YOUR ASSIGNMENT:
The lines to extract run from the first line of the entries through the line that contains "pub struct PowerHistoryRow"; reproduce exactly those lines and no others.

GIVEN RECORDS:
//! Embedded persistence (spec.md §4.7, C7): a single-writer SQLite store
//! for power-history snapshots, on-demand state snapshots, and daily
//! summaries.
#![cfg(feature = "persistence")]

pub mod writer;

use crate::domain::SystemState;
use crate::error::PersistenceError;
use chrono::{DateTime, Utc};
use sqlx::sqlite::{SqliteConnectOptions, SqlitePoolOptions};
use sqlx::{Row, SqlitePool};
use std::str::FromStr;
use std::time::Duration;

const MAX_BUSY_RETRIES: u32 = 5;

#[derive(Debug, Clone, Copy)]
pub struct PowerHistoryRow {
    pub soc_percent: Option<f64>,
    pub pv_watts: Option<f64>,
    pub battery_watts: Option<f64>,
    pub load_watts: Option<f64>,
    pub grid_watts_signed: Option<f64>,
}

/// The six standard kWh fields rolled up once per local day (spec.md §4.7,
/// `HistoryRecord` in §3).
#[derive(Debug, Clone, Copy, Default)]
pub struct DailySummary {
    pub pv_yield_kwh: f64,
    pub load_energy_kwh: f64,
    pub battery_charge_kwh: f64,
    pub battery_discharge_kwh: f64,
    pub grid_import_kwh: f64,
    pub grid_export_kwh: f64,
}

pub struct PersistenceStore {
    pool: SqlitePool,
    history_max_age: chrono::Duration,
}

impl PersistenceStore {
    pub async fn connect(path: &str, history_max_age_hours: i64) -> Result<Self, PersistenceError> {
        let options = SqliteConnectOptions::from_str(path)
            .map_err(PersistenceError::Database)?
            .create_if_missing(true);
        let pool = SqlitePoolOptions::new()
            .max_connections(1) // single-writer store (spec.md §4.7)
            .connect_with(options)
            .await?;

        let store = Self {
            pool,
            history_max_age: chrono::Duration::hours(history_max_age_hours),
        };
        store.migrate().await?;
        Ok(store)
    }

    async fn migrate(&self) -> Result<(), PersistenceError> {
        sqlx::query(
            r#"
            CREATE TABLE IF NOT EXISTS power_history (
                id INTEGER PRIMARY KEY AUTOINCREMENT,
                wall_ts TEXT NOT NULL,
                soc_percent REAL,
                pv_watts REAL,
                battery_watts REAL,
                load_watts REAL,
                grid_watts_signed REAL
            )
            "#,
        )
        .execute(&self.pool)
        .await?;

        sqlx::query(
            r#"
            CREATE TABLE IF NOT EXISTS state_history (
                id INTEGER PRIMARY KEY AUTOINCREMENT,
                wall_ts TEXT NOT NULL,
                state_json TEXT NOT NULL
            )
            "#,
        )
        .execute(&self.pool)
        .await?;

        sqlx::query(
            r#"
            CREATE TABLE IF NOT EXISTS daily_summary (
                summary_date TEXT PRIMARY KEY,
                pv_yield_kwh REAL NOT NULL,
                load_energy_kwh REAL NOT NULL,
                battery_charge_kwh REAL NOT NULL,
                battery_discharge_kwh REAL NOT NULL,
                grid_import_kwh REAL NOT NULL,
                grid_export_kwh REAL NOT NULL
            )
            "#,
        )
        .execute(&self.pool)
        .await?;

        // spec.md §4.7: "monthly and yearly summaries are derived views".
        sqlx::query(
            r#"
            CREATE VIEW IF NOT EXISTS monthly_summary AS
            SELECT substr(summary_date, 1, 7) AS summary_month,
                   SUM(pv_yield_kwh) AS pv_yield_kwh,
                   SUM(load_energy_kwh) AS load_energy_kwh,
                   SUM(battery_charge_kwh) AS battery_charge_kwh,
                   SUM(battery_discharge_kwh) AS battery_discharge_kwh,
                   SUM(grid_import_kwh) AS grid_import_kwh,
                   SUM(grid_export_kwh) AS grid_export_kwh
            FROM daily_summary
            GROUP BY summary_month
            "#,
        )
        .execute(&self.pool)
        .await?;

        sqlx::query(
            r#"
            CREATE VIEW IF NOT EXISTS yearly_summary AS
            SELECT substr(summary_date, 1, 4) AS summary_year,
                   SUM(pv_yield_kwh) AS pv_yield_kwh,
                   SUM(load_energy_kwh) AS load_energy_kwh,
                   SUM(battery_charge_kwh) AS battery_charge_kwh,
                   SUM(battery_discharge_kwh) AS battery_discharge_kwh,
                   SUM(grid_import_kwh) AS grid_import_kwh,
                   SUM(grid_export_kwh) AS grid_export_kwh
            FROM daily_summary
            GROUP BY summary_year
            "#,
        )
        .execute(&self.pool)
        .await?;

        Ok(())
    }

    /// spec.md §4.7 "power snapshot" write path, invoked by the caller on
    /// `snapshot_interval` (default 60s).
    pub async fn insert_power_snapshot(&self, wall_ts: DateTime<Utc>, row: PowerHistoryRow) -> Result<(), PersistenceError> {
        self.with_busy_retry(|| {
            let pool = self.pool.clone();
            let wall_ts = wall_ts;
            async move {
                sqlx::query(
                    "INSERT INTO power_history (wall_ts, soc_percent, pv_watts, battery_watts, load_watts, grid_watts_signed) \
                     VALUES (?, ?, ?, ?, ?, ?)",
                )
                .bind(wall_ts.to_rfc3339())
                .bind(row.soc_percent)
                .bind(row.pv_watts)
                .bind(row.battery_watts)
                .bind(row.load_watts)
                .bind(row.grid_watts_signed)
                .execute(&pool)
                .await
            }
        })
        .await?;
        Ok(())
    }

    /// spec.md §4.7 "state snapshot" write path: on-demand full dump of
    /// `SystemState`, for debugging.
    pub async fn insert_state_snapshot(&self, wall_ts: DateTime<Utc>, state: &SystemState) -> Result<(), PersistenceError> {
        let json = serde_json::to_string(&SerializableState::from(state)).unwrap_or_else(|_| "{}".to_string());
        self.with_busy_retry(|| {
            let pool = self.pool.clone();
            let wall_ts = wall_ts;
            let json = json.clone();
            async move {
                sqlx::query("INSERT INTO state_history (wall_ts, state_json) VALUES (?, ?)")
                    .bind(wall_ts.to_rfc3339())
                    .bind(json)
                    .execute(&pool)
                    .await
            }
        })
        .await?;
        Ok(())
    }

    /// spec.md §4.7 "daily summary" roll-up, invoked at local midnight.
    pub async fn upsert_daily_summary(&self, date: chrono::NaiveDate, summary: DailySummary) -> Result<(), PersistenceError> {
        self.with_busy_retry(|| {
            let pool = self.pool.clone();
            let date = date;
            async move {
                sqlx::query(
                    "INSERT INTO daily_summary (summary_date, pv_yield_kwh, load_energy_kwh, battery_charge_kwh, \
                     battery_discharge_kwh, grid_import_kwh, grid_export_kwh) VALUES (?, ?, ?, ?, ?, ?, ?) \
                     ON CONFLICT(summary_date) DO UPDATE SET \
                     pv_yield_kwh = excluded.pv_yield_kwh, \
                     load_energy_kwh = excluded.load_energy_kwh, \
                     battery_charge_kwh = excluded.battery_charge_kwh, \
                     battery_discharge_kwh = excluded.battery_discharge_kwh, \
                     grid_import_kwh = excluded.grid_import_kwh, \
                     grid_export_kwh = excluded.grid_export_kwh",
                )
                .bind(date.to_string())
                .bind(summary.pv_yield_kwh)
                .bind(summary.load_energy_kwh)
                .bind(summary.battery_charge_kwh)
                .bind(summary.battery_discharge_kwh)
                .bind(summary.grid_import_kwh)
                .bind(summary.grid_export_kwh)
                .execute(&pool)
                .await
            }
        })
        .await?;
        Ok(())
    }

    /// Deletes `power_history`/`state_history` rows older than
    /// `history_max_age_hours`; `daily_summary` rows are kept indefinitely
    /// (spec.md §4.7 retention rule).
    pub async fn sweep_retention(&self, now: DateTime<Utc>) -> Result<u64, PersistenceError> {
        let cutoff = (now - self.history_max_age).to_rfc3339();
        let power = sqlx::query("DELETE FROM power_history WHERE wall_ts < ?")
            .bind(&cutoff)
            .execute(&self.pool)
            .await?;
        let state = sqlx::query("DELETE FROM state_history WHERE wall_ts < ?")
            .bind(&cutoff)
            .execute(&self.pool)
            .await?;
        Ok(power.rows_affected() + state.rows_affected())
    }

    pub async fn latest_power_snapshot(&self) -> Result<Option<PowerHistoryRow>, PersistenceError> {
        let row = sqlx::query("SELECT soc_percent, pv_watts, battery_watts, load_watts, grid_watts_signed FROM power_history ORDER BY id DESC LIMIT 1")
            .fetch_optional(&self.pool)
            .await?;
        Ok(row.map(|r| PowerHistoryRow {
            soc_percent: r.get("soc_percent"),
            pv_watts: r.get("pv_watts"),
            battery_watts: r.get("battery_watts"),
            load_watts: r.get("load_watts"),
            grid_watts_signed: r.get("grid_watts_signed"),
        }))
    }

    /// Short transactions with bounded exponential retry-on-busy (spec.md
    /// §4.7: "because the store is single-writer").
    async fn with_busy_retry<F, Fut>(&self, mut op: F) -> Result<(), PersistenceError>
    where
        F: FnMut() -> Fut,
        Fut: std::future::Future<Output = Result<sqlx::sqlite::SqliteQueryResult, sqlx::Error>>,
    {
        let mut attempt = 0u32;
        loop {
            match op().await {
                Ok(_) => return Ok(()),
                Err(sqlx::Error::Database(db_err)) if is_busy(&db_err) && attempt < MAX_BUSY_RETRIES => {
                    attempt += 1;
                    tokio::time::sleep(Duration::from_millis(50 * 2u64.pow(attempt))).await;
                }
                Err(e) if attempt >= MAX_BUSY_RETRIES => {
                    let _ = e;
                    return Err(PersistenceError::BusyRetriesExhausted { attempts: attempt });
                }
                Err(e) => return Err(PersistenceError::Database(e)),
            }
        }
    }
}

fn is_busy(err: &dyn sqlx::error::DatabaseError) -> bool {
    err.message().contains("database is locked") || err.message().contains("busy")
}

/// A flattened, JSON-friendly projection of `SystemState` for the debug
/// state-history table.
#[derive(serde::Serialize)]
struct SerializableState {
    version: u64,
    entries: std::collections::BTreeMap<String, crate::domain::Value>,
}

impl From<&SystemState> for SerializableState {
    fn from(state: &SystemState) -> Self {
        Self {
            version: state.version(),
            entries: state.iter().map(|(k, e)| (k.canonical_name(), e.value.clone())).collect(),
        }
    }
}

#[cfg(test)]
mod tests {
    use super::*;

    #[tokio::test]
    async fn migrates_and_round_trips_a_power_snapshot() {
        let store = PersistenceStore::connect("sqlite::memory:", 24).await.unwrap();
        let now = Utc::now();
        store
            .insert_power_snapshot(
                now,
                PowerHistoryRow {
                    soc_percent: Some(80.0),
                    pv_watts: Some(1200.0),
                    battery_watts: Some(-300.0),
                    load_watts: Some(900.0),
                    grid_watts_signed: Some(0.0),
                },
            )
            .await
            .unwrap();

        let latest = store.latest_power_snapshot().await.unwrap().unwrap();
        assert_eq!(latest.pv_watts, Some(1200.0));
    }

    #[tokio::test]
    async fn retention_sweep_deletes_only_stale_rows() {
        let store = PersistenceStore::connect("sqlite::memory:", 1).await.unwrap();
        let old = Utc::now() - chrono::Duration::hours(5);
        store
            .insert_power_snapshot(old, PowerHistoryRow { soc_percent: None, pv_watts: None, battery_watts: None, load_watts: None, grid_watts_signed: None })
            .await
            .unwrap();
        store
            .insert_power_snapshot(Utc::now(), PowerHistoryRow { soc_percent: None, pv_watts: None, battery_watts: None, load_watts: None, grid_watts_signed: None })
            .await
            .unwrap();

        let deleted = store.sweep_retention(Utc::now()).await.unwrap();
        assert_eq!(deleted, 1);
    }

    #[tokio::test]
    async fn daily_summary_upsert_is_idempotent_per_date() {
        let store = PersistenceStore::connect("sqlite::memory:", 24).await.unwrap();
        let date = Utc::now().date_naive();
        store.upsert_daily_summary(date, DailySummary { pv_yield_kwh: 10.0, ..Default::default() }).await.unwrap();
        store.upsert_daily_summary(date, DailySummary { pv_yield_kwh: 12.0, ..Default::default() }).await.unwrap();

        let row: (f64,) = sqlx::query_as("SELECT pv_yield_kwh FROM daily_summary WHERE summary_date = ?")
            .bind(date.to_string())
            .fetch_one(&store.pool)
            .await
            .unwrap();
        assert_eq!(row.0, 12.0);
    }

    #[tokio::test]
    async fn monthly_view_aggregates_daily_rows() {
        let store = PersistenceStore::connect("sqlite::memory:", 24).await.unwrap();
        let date_a = chrono::NaiveDate::from_ymd_opt(2026, 7, 1).unwrap();
        let date_b = chrono::NaiveDate::from_ymd_opt(2026, 7, 2).unwrap();
        store.upsert_daily_summary(date_a, DailySummary { pv_yield_kwh: 5.0, ..Default::default() }).await.unwrap();
        store.upsert_daily_summary(date_b, DailySummary { pv_yield_kwh: 7.0, ..Default::default() }).await.unwrap();

        let row: (f64,) = sqlx::query_as("SELECT pv_yield_kwh FROM monthly_summary WHERE summary_month = '2026-07'")
            .fetch_one(&store.pool)
            .await
            .unwrap();
        assert_eq!(row.0, 12.0);
    }
}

SOLUTION TO THE PROBLEM:
//! Embedded persistence (spec.md §4.7, C7): a single-writer SQLite store
//! for power-history snapshots, on-demand state snapshots, and daily
//! summaries.
#![cfg(feature = "persistence")]

pub mod writer;

use crate::domain::SystemState;
use crate::error::PersistenceError;
use chrono::{DateTime, Utc};
use sqlx::sqlite::{SqliteConnectOptions, SqlitePoolOptions};
use sqlx::{Row, SqlitePool};
use std::str::FromStr;
use std::time::Duration;

const MAX_BUSY_RETRIES: u32 = 5;

#[derive(Debug, Clone, Copy)]
pub struct PowerHistoryRow {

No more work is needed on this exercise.